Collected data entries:

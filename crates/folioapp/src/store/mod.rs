//! # Storage Layer
//!
//! Folio persists everything as whole JSON documents. The [`StorageBackend`]
//! trait is the seam between the repository (which decides *what* to read and
//! write) and the medium (which decides *how*).
//!
//! ## Contract
//!
//! - **Reads never fail.** A missing, unreadable or corrupt document reads as
//!   `None`; the caller decides what an absent document means (usually "empty").
//! - **Writes replace the whole document.** There is no partial update and no
//!   locking, so two writers racing on one file lose the first write.
//! - **Cached reads** may be served from a process-local cache, but must never
//!   return a document older than the last write made through the same backend.
//!
//! ## Implementations
//!
//! - [`fs_backend::FsBackend`]: production. Atomic writes (temp file + rename)
//!   and an mtime-validated read-through cache.
//! - [`mem_backend::MemBackend`]: for testing repository logic without the
//!   filesystem, with write-failure injection.
//!
//! ## Storage Layout
//!
//! ```text
//! <data_dir>/
//! ├── pages.json          # Page collection (array)
//! ├── history.json        # History log (object keyed by page id + __system__)
//! ├── drafts/
//! │   └── {id}.json       # {content, timestamp}
//! └── blocks/
//!     └── {name}.html     # Template fragments (read-only)
//! ```

pub mod backend;
pub mod fs_backend;
pub mod mem_backend;

pub use backend::StorageBackend;
pub use fs_backend::FsBackend;
pub use mem_backend::MemBackend;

▸ Problem to work on
Your job is to copy all the records exactly.

▸ Answer area
filename crates/folioapp/src/store/mod.rs
//! # Storage Layer
//!
//! Folio persists everything as whole JSON documents. The [`StorageBackend`]
//! trait is the seam between the repository (which decides *what* to read and
//! write) and the medium (which decides *how*).
//!
//! ## Contract
//!
//! - **Reads never fail.** A missing, unreadable or corrupt document reads as
//!   `None`; the caller decides what an absent document means (usually "empty").
//! - **Writes replace the whole document.** There is no partial update and no
//!   locking, so two writers racing on one file lose the first write.
//! - **Cached reads** may be served from a process-local cache, but must never
//!   return a document older than the last write made through the same backend.
//!
//! ## Implementations
//!
//! - [`fs_backend::FsBackend`]: production. Atomic writes (temp file + rename)
//!   and an mtime-validated read-through cache.
//! - [`mem_backend::MemBackend`]: for testing repository logic without the
//!   filesystem, with write-failure injection.
//!
//! ## Storage Layout
//!
//! ```text
//! <data_dir>/
//! ├── pages.json          # Page collection (array)
//! ├── history.json        # History log (object keyed by page id + __system__)
//! ├── drafts/
//! │   └── {id}.json       # {content, timestamp}
//! └── blocks/
//!     └── {name}.html     # Template fragments (read-only)
//! ```

pub mod backend;
pub mod fs_backend;
pub mod mem_backend;

pub use backend::StorageBackend;
pub use fs_backend::FsBackend;
pub use mem_backend::MemBackend;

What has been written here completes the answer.